● Records
----

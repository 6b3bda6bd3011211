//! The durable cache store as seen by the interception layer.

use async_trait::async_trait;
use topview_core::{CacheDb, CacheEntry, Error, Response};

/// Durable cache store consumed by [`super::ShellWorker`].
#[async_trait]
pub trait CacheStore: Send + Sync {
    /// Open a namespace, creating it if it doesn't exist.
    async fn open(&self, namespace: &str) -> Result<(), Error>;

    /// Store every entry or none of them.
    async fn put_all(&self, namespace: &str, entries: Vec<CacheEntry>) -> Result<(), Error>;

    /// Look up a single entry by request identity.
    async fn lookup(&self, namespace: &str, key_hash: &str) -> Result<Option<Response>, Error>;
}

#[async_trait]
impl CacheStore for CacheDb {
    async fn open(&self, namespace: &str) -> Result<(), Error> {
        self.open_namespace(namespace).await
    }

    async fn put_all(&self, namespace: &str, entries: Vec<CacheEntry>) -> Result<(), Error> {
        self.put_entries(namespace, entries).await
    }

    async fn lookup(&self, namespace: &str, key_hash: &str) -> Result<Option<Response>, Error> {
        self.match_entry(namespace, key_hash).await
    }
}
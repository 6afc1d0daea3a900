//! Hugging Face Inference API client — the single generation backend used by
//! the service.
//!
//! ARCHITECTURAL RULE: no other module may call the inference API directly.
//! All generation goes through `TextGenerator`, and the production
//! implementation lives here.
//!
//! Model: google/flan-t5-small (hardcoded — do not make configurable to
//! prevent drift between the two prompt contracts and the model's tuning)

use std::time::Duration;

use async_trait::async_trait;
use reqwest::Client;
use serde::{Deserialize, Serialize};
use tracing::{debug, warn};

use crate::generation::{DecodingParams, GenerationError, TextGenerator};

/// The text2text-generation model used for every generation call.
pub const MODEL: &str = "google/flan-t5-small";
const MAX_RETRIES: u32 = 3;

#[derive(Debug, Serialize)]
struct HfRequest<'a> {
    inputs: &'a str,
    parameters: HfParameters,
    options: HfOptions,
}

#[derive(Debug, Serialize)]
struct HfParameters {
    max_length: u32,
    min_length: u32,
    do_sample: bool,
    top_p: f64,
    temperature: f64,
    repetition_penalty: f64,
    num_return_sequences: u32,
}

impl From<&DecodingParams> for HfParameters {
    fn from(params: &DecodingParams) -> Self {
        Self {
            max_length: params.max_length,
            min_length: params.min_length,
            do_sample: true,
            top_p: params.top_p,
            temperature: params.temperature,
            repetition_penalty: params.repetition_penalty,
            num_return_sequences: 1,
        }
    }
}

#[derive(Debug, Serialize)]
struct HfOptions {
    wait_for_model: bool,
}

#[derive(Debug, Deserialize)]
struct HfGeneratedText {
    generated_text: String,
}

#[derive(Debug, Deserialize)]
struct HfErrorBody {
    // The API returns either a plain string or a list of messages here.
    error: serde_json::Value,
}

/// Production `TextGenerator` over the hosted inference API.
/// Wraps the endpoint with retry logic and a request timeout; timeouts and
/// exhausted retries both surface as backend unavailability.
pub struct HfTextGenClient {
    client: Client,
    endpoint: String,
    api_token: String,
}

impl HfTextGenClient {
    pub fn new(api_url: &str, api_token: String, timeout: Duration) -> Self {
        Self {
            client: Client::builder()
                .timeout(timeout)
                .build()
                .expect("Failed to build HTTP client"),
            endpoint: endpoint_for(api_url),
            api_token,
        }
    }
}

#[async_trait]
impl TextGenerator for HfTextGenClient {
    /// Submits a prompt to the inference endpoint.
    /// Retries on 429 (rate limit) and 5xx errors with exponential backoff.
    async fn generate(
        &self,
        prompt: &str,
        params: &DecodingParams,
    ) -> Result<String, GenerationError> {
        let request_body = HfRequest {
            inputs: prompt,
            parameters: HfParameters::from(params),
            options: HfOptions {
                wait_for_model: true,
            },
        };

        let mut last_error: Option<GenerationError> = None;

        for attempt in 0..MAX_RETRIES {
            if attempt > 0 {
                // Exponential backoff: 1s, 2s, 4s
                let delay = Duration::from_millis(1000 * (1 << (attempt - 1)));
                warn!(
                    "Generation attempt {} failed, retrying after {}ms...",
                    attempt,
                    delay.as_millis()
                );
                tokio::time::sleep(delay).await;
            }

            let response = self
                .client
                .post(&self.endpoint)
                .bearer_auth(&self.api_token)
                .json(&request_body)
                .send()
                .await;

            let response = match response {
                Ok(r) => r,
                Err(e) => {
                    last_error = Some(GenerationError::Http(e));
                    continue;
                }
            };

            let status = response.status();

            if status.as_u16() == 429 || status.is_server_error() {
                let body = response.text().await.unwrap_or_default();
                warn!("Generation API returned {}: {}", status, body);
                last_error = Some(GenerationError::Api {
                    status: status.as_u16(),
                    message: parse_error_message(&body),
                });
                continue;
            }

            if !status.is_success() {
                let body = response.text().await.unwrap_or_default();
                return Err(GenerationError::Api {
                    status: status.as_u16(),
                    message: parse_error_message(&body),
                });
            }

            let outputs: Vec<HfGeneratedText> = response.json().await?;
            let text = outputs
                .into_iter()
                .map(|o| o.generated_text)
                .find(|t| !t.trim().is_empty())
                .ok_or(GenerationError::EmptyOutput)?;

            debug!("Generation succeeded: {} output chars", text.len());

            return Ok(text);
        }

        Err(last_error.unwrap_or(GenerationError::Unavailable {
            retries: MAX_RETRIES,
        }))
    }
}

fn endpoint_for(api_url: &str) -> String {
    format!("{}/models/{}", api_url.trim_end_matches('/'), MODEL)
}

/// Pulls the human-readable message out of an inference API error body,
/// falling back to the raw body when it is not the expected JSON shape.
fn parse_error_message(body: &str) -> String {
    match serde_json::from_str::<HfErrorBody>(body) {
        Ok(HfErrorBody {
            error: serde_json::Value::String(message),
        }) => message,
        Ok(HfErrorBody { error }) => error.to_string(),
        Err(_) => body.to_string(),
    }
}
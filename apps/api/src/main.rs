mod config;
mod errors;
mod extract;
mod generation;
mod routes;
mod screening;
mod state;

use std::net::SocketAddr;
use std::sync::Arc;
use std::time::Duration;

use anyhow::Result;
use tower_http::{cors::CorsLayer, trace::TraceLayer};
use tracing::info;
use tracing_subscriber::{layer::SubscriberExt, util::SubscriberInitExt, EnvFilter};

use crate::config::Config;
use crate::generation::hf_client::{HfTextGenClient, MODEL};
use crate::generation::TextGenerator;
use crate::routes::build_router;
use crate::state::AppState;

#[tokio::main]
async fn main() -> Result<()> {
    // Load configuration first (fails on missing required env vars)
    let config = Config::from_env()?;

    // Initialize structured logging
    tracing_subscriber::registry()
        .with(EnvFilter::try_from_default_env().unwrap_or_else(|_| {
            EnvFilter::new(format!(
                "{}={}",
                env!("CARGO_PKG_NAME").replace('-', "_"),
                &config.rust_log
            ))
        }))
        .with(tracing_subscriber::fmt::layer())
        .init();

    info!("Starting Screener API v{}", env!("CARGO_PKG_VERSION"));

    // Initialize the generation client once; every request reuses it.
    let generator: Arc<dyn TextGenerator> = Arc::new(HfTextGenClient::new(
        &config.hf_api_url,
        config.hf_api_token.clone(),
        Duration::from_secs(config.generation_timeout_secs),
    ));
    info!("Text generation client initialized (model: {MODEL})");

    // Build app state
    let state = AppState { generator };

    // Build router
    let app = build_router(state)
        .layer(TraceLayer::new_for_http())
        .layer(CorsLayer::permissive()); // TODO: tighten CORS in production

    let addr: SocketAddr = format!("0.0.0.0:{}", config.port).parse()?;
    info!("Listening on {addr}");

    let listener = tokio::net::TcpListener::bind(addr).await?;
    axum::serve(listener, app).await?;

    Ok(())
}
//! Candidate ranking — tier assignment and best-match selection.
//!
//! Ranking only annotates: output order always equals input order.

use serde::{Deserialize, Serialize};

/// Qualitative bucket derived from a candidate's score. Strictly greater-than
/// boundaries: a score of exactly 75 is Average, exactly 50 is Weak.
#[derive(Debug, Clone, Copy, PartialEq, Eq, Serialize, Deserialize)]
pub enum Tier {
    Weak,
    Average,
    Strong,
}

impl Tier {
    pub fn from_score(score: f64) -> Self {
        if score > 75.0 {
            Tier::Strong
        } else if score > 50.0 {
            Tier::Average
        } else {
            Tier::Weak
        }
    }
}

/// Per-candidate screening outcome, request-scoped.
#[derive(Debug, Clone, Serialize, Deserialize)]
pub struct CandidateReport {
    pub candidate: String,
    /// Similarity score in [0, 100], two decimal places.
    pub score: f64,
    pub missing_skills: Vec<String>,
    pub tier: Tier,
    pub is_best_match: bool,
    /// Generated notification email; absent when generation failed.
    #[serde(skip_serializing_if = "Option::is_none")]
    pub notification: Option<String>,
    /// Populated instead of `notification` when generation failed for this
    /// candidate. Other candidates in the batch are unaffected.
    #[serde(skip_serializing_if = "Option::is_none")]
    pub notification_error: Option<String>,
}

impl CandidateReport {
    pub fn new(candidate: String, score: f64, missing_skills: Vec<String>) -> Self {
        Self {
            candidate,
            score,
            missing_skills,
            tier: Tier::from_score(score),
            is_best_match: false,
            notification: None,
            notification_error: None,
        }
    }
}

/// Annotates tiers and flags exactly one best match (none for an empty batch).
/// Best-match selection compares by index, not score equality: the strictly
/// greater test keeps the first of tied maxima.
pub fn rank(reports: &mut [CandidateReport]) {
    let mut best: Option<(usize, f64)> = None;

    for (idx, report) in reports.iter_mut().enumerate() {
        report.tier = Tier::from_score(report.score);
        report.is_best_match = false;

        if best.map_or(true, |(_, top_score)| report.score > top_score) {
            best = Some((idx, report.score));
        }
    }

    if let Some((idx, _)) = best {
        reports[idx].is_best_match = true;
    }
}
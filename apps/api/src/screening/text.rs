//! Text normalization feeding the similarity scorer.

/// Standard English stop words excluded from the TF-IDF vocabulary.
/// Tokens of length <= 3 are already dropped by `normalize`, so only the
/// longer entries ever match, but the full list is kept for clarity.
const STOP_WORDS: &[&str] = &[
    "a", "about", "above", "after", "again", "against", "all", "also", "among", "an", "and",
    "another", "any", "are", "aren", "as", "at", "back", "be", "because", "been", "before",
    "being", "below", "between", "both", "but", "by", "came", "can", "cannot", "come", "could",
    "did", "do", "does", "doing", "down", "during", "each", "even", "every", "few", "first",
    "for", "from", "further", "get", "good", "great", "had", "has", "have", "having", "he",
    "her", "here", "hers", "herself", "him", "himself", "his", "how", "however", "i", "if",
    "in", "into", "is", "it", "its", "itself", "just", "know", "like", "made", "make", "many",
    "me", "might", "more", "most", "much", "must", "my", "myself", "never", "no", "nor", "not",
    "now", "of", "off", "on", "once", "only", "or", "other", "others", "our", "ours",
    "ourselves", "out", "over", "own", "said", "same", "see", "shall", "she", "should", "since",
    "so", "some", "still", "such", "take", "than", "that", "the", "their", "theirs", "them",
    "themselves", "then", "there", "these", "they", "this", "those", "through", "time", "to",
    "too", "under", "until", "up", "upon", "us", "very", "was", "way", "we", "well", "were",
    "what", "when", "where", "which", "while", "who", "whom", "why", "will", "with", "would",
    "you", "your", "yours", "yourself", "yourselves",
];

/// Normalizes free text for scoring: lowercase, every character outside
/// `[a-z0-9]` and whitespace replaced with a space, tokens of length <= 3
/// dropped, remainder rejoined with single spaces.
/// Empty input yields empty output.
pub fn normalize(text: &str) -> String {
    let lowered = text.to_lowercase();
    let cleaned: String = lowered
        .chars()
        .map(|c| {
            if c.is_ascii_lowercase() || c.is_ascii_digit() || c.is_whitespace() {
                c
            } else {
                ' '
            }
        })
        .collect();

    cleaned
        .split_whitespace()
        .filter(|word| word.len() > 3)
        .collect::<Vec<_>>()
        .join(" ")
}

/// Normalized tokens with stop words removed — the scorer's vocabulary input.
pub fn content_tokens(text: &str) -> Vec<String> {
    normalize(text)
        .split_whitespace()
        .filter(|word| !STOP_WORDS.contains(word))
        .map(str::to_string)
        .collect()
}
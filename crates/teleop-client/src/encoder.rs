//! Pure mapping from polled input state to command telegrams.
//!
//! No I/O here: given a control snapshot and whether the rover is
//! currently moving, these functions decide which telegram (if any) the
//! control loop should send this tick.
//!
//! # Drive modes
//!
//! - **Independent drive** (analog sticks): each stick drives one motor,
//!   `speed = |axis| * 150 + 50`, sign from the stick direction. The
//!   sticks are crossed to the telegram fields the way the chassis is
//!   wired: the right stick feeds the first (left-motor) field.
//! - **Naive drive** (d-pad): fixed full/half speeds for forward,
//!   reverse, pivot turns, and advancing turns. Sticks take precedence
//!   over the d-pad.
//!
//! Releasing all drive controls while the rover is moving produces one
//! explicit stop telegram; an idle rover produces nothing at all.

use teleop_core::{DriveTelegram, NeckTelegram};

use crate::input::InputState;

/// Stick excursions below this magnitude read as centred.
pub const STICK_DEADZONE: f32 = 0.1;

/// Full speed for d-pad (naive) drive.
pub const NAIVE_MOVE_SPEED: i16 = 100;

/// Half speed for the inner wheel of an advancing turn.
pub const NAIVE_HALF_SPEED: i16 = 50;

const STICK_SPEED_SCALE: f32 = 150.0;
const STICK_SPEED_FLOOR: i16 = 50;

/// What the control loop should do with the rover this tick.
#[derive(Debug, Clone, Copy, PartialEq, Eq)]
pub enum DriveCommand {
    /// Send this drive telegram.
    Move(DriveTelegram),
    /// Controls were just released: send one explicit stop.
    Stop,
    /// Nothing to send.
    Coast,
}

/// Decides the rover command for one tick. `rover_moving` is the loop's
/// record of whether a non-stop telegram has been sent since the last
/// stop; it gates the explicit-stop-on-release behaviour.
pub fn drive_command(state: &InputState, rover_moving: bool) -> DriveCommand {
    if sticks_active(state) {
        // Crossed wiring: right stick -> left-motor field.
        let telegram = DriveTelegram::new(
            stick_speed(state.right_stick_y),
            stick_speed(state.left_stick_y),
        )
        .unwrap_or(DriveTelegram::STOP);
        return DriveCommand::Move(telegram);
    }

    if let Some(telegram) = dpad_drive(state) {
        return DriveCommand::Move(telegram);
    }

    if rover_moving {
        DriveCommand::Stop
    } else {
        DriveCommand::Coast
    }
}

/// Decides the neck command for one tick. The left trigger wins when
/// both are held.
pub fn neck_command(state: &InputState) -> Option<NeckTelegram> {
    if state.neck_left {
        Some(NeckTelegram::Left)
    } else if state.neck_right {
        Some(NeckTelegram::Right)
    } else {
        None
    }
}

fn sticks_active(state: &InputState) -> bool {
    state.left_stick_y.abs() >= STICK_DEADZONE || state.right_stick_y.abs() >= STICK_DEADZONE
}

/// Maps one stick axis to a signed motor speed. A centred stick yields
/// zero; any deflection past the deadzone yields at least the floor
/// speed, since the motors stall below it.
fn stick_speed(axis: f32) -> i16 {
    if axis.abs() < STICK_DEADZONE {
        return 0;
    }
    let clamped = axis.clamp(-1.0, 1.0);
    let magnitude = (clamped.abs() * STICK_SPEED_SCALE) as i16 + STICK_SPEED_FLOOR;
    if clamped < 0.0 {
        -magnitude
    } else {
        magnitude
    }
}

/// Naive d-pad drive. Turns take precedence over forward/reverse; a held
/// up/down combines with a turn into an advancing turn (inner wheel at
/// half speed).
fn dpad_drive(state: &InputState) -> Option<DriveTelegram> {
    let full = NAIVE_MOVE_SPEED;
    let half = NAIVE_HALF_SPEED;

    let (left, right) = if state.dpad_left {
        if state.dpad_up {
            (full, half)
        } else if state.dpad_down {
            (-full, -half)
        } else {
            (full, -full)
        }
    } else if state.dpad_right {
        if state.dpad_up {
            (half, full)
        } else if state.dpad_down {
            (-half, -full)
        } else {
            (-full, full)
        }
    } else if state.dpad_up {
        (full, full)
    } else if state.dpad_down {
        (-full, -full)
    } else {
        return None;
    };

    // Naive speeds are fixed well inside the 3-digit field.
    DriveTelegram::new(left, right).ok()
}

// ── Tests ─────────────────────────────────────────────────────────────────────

----

● Task description
Only the lines above from the one with "-> Result<String, GenerationError>" up to and including the one with "for attempt in" should be repeated, exactly as written.

● Answer to this task
    ) -> Result<String, GenerationError> {
        let request_body = HfRequest {
            inputs: prompt,
            parameters: HfParameters::from(params),
            options: HfOptions {
                wait_for_model: true,
            },
        };

        let mut last_error: Option<GenerationError> = None;

        for attempt in 0..MAX_RETRIES {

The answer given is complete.